- [SUPPLIED DATA]:
- Opening Delimiter -
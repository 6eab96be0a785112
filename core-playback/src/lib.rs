//! # Playback Module
//!
//! The single-session audio playback controller.
//!
//! ## Overview
//!
//! This crate owns the process's one [`MediaChannel`](bridge_traits::MediaChannel)
//! and exposes a small, race-safe operation set over it:
//! - `play` / `pause` / `toggle` / `seek` for UI surfaces
//! - a [`SessionState`] snapshot, observable by polling or via a watch
//!   subscription
//!
//! The session shields callers from the channel's native event timing: a
//! start attempt resolving after the channel has been rebound to a newer
//! source is detected against the channel's live bound source and dropped,
//! so the published state always reflects the most recently requested clip.

pub mod global;
pub mod session;

pub use session::{PlaybackSession, SessionState};
//! # Local Account Module
//!
//! A plain local CRUD cache for registration and login, persisted through
//! the host's [`KeyValueStore`](bridge_traits::KeyValueStore). This is the
//! demo app's account surface, not a credential system: passwords are
//! stored verbatim and nothing here talks to a network.

pub mod error;
pub mod store;
pub mod types;

pub use error::{AuthError, Result};
pub use store::AccountStore;
pub use types::{Account, AccountId, AccountSummary};
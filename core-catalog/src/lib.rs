//! # Sound Catalog Module
//!
//! Static catalog of field recordings: the content the browsing surfaces
//! render and the source of the `(clip id, audio url)` pairs handed to the
//! playback session. The catalog is read-only input; it performs no I/O and
//! never drives playback.

pub mod catalog;
pub mod error;
pub mod models;
pub mod seed;

pub use catalog::Catalog;
pub use error::{CatalogError, Result};
pub use models::{CatalogStats, ClipId, ClipTag, GeoPoint, SoundClip};
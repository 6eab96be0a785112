//! # Core Configuration
//!
//! Builder for wiring the host bridges into the core crates.
//!
//! ## Overview
//!
//! The configuration system uses a builder to construct a [`CoreConfig`]
//! holding every bridge the core needs, with fail-fast validation so a
//! missing capability surfaces at startup rather than at first use.
//!
//! ## Required Dependencies
//!
//! - [`MediaChannel`] - the single audio playback resource
//! - [`KeyValueStore`] - persistent key-value state for the account cache
//!
//! ## Usage
//!
//! ```ignore
//! use core_runtime::config::CoreConfig;
//! use std::sync::Arc;
//!
//! let config = CoreConfig::builder()
//!     .media_channel(Arc::new(MyChannel::new()))
//!     .settings_store(Arc::new(MyStore::new()))
//!     .event_buffer(200)
//!     .build()?;
//! ```

use crate::error::{Error, Result};
use crate::events::DEFAULT_EVENT_BUFFER_SIZE;
use bridge_traits::{KeyValueStore, MediaChannel};
use std::fmt;
use std::sync::Arc;

/// Assembled bridge set and runtime settings for the core crates.
///
/// Use [`CoreConfig::builder`] to construct instances.
#[derive(Clone)]
pub struct CoreConfig {
    /// The single underlying media channel.
    pub media_channel: Arc<dyn MediaChannel>,

    /// Persistent key-value storage (account cache, preferences).
    pub settings_store: Arc<dyn KeyValueStore>,

    /// Event-bus buffer size per subscriber.
    pub event_buffer: usize,
}

impl CoreConfig {
    /// Start building a configuration.
    pub fn builder() -> CoreConfigBuilder {
        CoreConfigBuilder::default()
    }
}

impl fmt::Debug for CoreConfig {
    fn fmt(&self, f: &mut fmt::Formatter<'_>) -> fmt::Result {
        f.debug_struct("CoreConfig")
            .field("media_channel", &"Arc<dyn MediaChannel>")
            .field("settings_store", &"Arc<dyn KeyValueStore>")
            .field("event_buffer", &self.event_buffer)
            .finish()
    }
}

/// Builder for [`CoreConfig`].
#[derive(Default)]
pub struct CoreConfigBuilder {
    media_channel: Option<Arc<dyn MediaChannel>>,
    settings_store: Option<Arc<dyn KeyValueStore>>,
    event_buffer: Option<usize>,
}

impl CoreConfigBuilder {
    /// Provide the media channel bridge (required).
    pub fn media_channel(mut self, channel: Arc<dyn MediaChannel>) -> Self {
        self.media_channel = Some(channel);
        self
    }

    /// Provide the key-value storage bridge (required).
    pub fn settings_store(mut self, store: Arc<dyn KeyValueStore>) -> Self {
        self.settings_store = Some(store);
        self
    }

    /// Override the event-bus buffer size.
    pub fn event_buffer(mut self, capacity: usize) -> Self {
        self.event_buffer = Some(capacity);
        self
    }

    /// Validate and assemble the configuration.
    ///
    /// # Errors
    ///
    /// Returns [`Error::CapabilityMissing`] naming the first absent required
    /// bridge, and [`Error::Config`] for invalid settings.
    pub fn build(self) -> Result<CoreConfig> {
        let media_channel = self.media_channel.ok_or_else(|| Error::CapabilityMissing {
            capability: "MediaChannel".to_string(),
            message: "No media channel provided. Desktop hosts can use \
                      bridge-desktop's SimulatedChannel; other hosts must \
                      inject a platform adapter."
                .to_string(),
        })?;

        let settings_store = self.settings_store.ok_or_else(|| Error::CapabilityMissing {
            capability: "KeyValueStore".to_string(),
            message: "No key-value store provided. Desktop hosts can use \
                      bridge-desktop's MemoryStore or JsonFileStore."
                .to_string(),
        })?;

        let event_buffer = self.event_buffer.unwrap_or(DEFAULT_EVENT_BUFFER_SIZE);
        if event_buffer == 0 {
            return Err(Error::Config(
                "event_buffer must be greater than zero".to_string(),
            ));
        }

        Ok(CoreConfig {
            media_channel,
            settings_store,
            event_buffer,
        })
    }
}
- Closing Delimiter -
- [THE TASK]:
Say how many lines in the records hold the string "This", and say nothing else.

- [EXERCISE ANSWER]:
2